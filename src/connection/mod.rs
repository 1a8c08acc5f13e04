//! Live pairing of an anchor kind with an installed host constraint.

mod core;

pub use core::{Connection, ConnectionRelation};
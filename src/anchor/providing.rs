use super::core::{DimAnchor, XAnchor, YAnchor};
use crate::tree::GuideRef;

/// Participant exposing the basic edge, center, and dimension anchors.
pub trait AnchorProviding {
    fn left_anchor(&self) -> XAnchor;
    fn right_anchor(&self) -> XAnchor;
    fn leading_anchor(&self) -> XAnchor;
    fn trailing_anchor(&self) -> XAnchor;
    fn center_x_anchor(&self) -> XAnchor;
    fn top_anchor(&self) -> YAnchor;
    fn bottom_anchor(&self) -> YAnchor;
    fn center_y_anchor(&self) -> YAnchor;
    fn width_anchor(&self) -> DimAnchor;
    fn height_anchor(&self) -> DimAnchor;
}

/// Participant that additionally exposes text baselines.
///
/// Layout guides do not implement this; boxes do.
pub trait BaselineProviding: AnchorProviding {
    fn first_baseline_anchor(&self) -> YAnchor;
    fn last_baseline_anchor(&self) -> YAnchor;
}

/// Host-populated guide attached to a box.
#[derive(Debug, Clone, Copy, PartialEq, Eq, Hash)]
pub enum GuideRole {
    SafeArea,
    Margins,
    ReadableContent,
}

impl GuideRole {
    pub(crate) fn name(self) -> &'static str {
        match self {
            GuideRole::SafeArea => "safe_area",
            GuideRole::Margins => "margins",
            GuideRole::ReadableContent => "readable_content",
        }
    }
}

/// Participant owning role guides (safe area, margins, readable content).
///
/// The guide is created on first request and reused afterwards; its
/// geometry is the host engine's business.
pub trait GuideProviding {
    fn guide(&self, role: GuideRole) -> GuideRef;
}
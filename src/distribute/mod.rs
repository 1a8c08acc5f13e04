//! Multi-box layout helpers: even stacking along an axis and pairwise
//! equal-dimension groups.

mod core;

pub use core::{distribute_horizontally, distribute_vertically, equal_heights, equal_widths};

--

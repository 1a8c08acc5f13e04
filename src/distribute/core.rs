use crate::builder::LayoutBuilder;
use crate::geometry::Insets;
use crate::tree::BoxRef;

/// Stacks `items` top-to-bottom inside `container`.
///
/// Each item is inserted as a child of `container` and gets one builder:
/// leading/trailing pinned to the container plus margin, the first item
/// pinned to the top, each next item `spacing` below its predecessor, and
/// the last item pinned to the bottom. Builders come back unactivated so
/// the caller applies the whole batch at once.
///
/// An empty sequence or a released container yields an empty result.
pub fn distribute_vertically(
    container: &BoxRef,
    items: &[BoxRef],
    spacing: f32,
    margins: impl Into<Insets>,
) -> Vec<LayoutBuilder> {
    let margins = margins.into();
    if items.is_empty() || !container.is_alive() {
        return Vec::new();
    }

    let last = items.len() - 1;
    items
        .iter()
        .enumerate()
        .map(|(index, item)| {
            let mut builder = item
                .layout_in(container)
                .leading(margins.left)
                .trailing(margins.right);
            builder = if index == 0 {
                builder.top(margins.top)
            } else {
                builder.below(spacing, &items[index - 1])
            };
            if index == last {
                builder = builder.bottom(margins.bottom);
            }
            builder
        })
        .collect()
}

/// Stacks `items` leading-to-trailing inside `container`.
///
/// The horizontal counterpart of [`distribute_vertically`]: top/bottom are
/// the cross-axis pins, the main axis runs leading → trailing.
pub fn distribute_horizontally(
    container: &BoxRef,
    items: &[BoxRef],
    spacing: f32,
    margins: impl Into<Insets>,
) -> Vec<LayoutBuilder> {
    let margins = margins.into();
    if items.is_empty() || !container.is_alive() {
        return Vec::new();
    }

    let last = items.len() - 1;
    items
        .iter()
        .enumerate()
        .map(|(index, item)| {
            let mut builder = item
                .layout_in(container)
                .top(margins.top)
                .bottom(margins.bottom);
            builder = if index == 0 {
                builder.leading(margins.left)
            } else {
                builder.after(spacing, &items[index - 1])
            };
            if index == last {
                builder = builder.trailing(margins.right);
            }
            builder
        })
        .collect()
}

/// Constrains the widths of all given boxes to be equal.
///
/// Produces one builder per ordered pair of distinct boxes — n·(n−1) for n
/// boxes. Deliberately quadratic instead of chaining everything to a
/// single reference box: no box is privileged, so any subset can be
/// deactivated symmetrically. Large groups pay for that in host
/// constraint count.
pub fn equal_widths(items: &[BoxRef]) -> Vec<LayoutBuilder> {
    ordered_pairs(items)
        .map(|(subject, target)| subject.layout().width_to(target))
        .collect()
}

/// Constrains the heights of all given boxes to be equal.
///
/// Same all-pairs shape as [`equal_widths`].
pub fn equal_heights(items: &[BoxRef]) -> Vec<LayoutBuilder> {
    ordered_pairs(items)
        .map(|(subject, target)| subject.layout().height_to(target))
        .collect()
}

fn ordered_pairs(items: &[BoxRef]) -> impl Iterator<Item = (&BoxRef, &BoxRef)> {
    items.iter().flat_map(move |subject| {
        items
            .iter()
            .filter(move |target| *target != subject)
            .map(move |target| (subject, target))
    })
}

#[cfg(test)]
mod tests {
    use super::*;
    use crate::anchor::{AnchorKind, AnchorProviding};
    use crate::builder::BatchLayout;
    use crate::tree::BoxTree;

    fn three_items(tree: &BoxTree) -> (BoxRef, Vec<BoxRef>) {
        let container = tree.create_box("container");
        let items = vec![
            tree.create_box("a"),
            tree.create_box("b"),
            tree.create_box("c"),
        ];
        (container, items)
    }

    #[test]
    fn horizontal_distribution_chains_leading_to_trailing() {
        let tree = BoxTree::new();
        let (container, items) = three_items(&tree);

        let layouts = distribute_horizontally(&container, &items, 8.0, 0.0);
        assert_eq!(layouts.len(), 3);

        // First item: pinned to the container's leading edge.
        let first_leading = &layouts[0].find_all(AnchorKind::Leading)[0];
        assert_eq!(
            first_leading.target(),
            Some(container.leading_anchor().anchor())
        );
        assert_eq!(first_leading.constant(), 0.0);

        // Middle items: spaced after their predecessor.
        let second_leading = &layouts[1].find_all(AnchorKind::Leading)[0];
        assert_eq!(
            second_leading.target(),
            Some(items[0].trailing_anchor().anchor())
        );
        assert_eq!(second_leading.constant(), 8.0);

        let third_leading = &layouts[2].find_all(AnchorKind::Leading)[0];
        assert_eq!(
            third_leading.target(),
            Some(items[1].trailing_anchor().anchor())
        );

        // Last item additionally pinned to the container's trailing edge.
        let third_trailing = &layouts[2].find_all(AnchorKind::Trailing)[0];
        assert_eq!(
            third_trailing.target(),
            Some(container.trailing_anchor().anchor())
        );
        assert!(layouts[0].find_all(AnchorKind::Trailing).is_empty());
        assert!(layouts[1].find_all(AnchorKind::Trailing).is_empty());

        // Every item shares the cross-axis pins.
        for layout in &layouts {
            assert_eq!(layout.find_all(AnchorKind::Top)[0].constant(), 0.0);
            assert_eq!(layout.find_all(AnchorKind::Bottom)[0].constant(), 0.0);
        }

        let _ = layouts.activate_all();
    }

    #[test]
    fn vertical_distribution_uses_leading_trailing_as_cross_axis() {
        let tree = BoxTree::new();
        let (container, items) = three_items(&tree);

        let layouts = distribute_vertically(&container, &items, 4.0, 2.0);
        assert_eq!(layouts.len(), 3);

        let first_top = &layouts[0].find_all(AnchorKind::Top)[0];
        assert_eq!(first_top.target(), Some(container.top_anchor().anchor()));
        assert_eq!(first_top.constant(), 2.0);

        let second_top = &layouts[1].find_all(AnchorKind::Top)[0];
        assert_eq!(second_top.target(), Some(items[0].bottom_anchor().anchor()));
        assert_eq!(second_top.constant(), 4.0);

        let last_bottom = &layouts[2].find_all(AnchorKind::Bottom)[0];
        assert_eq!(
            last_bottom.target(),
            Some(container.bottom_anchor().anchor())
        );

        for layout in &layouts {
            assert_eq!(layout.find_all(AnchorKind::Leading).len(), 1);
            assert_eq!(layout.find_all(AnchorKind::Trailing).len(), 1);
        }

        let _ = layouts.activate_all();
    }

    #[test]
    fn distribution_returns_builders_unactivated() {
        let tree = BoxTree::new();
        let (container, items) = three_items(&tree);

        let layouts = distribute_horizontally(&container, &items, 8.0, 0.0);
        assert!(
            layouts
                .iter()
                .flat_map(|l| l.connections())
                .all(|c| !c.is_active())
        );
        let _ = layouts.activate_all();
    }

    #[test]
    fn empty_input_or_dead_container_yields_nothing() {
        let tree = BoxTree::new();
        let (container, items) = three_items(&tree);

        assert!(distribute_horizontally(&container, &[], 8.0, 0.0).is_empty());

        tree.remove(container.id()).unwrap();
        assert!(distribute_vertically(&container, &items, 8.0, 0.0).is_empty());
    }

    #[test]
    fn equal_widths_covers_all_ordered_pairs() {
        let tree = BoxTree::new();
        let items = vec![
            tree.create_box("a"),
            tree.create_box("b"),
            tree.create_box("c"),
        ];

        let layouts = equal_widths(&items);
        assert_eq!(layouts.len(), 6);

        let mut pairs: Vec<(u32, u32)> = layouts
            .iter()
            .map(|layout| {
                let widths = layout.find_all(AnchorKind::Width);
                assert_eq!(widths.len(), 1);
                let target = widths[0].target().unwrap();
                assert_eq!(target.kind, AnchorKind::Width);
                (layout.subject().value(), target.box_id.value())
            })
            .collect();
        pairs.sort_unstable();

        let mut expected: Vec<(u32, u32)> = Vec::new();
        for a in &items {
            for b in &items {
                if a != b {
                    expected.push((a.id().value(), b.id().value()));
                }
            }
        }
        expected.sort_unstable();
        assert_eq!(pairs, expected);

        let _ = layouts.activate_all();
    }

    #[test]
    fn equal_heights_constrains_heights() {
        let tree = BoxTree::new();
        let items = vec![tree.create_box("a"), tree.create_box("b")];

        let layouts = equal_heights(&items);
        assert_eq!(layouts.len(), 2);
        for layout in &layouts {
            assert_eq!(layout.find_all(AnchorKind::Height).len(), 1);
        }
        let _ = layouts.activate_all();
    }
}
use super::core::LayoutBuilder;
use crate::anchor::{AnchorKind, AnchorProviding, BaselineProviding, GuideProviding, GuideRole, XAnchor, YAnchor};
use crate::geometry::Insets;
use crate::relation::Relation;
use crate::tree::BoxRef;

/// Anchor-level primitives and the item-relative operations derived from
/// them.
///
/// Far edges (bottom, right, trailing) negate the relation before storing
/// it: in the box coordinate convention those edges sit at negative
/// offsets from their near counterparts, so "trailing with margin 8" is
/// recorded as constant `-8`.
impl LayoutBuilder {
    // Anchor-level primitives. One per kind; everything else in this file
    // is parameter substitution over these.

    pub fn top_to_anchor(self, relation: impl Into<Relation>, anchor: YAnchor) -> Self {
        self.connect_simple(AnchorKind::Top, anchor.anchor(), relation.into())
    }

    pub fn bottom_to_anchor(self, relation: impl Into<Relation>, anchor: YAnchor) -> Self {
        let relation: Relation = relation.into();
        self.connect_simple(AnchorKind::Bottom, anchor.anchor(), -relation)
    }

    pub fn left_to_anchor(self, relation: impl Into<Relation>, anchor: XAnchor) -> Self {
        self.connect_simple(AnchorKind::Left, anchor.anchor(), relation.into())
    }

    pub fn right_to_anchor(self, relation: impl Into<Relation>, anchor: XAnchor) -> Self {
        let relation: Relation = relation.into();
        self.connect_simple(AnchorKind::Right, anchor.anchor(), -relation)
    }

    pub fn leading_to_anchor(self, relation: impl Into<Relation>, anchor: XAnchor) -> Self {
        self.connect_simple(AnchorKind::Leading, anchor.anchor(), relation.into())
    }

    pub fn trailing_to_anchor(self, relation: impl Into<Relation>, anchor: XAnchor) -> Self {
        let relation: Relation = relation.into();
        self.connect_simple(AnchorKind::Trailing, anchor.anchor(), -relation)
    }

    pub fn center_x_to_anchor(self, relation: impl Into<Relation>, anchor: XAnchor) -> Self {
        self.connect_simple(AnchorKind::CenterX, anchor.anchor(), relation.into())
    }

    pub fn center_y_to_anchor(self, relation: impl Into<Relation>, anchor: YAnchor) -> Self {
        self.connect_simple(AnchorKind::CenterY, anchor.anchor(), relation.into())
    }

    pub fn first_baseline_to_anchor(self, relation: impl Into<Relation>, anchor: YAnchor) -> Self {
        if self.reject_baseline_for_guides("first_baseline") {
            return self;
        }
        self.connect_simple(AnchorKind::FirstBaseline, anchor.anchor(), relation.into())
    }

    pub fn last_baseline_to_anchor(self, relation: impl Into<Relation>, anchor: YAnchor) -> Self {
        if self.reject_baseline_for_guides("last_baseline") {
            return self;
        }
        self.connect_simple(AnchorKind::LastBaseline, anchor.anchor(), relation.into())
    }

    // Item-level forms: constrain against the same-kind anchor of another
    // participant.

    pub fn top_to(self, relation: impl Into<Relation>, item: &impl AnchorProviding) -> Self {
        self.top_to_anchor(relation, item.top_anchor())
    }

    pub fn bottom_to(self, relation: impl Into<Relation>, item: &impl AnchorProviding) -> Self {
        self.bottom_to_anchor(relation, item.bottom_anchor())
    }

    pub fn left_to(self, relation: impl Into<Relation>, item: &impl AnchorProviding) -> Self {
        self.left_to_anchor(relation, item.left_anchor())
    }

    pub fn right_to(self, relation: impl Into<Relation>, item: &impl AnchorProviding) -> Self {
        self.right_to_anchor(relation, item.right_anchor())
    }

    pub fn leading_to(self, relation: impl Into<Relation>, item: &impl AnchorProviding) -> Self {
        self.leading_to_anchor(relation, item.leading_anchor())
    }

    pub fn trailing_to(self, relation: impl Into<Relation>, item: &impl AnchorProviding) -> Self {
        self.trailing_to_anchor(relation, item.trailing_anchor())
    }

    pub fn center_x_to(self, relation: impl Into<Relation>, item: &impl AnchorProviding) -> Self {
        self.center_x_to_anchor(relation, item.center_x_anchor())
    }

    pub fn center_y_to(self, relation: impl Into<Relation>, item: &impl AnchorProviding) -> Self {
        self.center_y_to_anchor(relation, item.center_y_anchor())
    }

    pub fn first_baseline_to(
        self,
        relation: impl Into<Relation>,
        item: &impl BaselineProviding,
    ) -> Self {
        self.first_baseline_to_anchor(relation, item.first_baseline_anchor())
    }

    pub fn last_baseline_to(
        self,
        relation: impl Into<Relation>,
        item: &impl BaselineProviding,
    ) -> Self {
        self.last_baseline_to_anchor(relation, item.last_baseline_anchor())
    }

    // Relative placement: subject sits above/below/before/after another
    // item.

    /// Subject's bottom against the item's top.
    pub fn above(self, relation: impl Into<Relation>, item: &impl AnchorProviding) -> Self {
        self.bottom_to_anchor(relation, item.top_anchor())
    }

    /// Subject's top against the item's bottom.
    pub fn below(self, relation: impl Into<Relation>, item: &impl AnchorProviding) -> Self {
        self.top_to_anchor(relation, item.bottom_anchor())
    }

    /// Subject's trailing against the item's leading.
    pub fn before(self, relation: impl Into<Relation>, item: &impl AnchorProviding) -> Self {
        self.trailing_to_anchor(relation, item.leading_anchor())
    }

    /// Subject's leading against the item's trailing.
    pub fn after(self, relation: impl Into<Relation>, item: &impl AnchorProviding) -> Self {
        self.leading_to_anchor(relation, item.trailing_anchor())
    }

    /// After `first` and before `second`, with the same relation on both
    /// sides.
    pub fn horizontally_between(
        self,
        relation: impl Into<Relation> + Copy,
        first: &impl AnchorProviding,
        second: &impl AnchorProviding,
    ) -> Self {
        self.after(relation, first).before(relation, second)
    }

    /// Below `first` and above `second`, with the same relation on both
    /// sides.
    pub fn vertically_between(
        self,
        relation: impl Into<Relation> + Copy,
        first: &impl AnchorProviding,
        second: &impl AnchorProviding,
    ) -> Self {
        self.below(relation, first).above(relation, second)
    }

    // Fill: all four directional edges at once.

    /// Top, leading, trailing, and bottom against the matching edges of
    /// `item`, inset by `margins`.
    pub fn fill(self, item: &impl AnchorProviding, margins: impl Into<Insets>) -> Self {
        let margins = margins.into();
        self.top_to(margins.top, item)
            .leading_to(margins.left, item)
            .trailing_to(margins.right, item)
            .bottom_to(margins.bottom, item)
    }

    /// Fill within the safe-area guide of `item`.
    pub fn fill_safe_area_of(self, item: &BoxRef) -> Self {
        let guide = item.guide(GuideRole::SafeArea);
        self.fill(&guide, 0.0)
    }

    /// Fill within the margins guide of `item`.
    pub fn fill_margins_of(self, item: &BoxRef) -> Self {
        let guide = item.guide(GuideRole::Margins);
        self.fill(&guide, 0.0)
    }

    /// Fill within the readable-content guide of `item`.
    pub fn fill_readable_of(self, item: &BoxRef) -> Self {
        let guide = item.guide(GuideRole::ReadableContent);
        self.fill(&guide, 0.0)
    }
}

...

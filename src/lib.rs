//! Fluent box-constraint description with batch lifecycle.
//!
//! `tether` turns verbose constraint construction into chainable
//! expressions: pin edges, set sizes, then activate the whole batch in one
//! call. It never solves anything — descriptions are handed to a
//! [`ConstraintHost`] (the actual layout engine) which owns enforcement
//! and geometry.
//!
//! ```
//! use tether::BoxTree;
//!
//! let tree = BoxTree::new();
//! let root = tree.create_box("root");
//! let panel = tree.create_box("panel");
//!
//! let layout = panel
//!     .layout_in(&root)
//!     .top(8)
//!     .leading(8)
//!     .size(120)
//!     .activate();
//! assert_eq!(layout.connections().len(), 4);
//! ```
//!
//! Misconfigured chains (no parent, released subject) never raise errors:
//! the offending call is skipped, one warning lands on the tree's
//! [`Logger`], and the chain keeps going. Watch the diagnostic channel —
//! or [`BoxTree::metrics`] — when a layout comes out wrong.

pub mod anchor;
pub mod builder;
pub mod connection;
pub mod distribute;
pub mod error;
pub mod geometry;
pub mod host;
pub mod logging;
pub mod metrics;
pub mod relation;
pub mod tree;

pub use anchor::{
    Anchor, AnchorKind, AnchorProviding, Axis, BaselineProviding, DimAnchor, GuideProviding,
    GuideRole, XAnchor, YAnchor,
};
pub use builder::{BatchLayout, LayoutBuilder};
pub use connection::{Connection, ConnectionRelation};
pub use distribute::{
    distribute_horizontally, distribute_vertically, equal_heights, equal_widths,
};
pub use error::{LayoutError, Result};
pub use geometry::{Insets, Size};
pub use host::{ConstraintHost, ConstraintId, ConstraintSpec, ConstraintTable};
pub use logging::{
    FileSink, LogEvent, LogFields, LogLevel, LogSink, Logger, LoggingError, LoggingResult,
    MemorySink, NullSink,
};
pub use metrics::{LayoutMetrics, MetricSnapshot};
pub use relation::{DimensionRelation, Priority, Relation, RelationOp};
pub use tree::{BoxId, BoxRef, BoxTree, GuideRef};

## Description of the task
Copy each line of the records containing the string "BatchLayout".

## The completed task
    use crate::builder::BatchLayout;
pub use builder::{BatchLayout, LayoutBuilder};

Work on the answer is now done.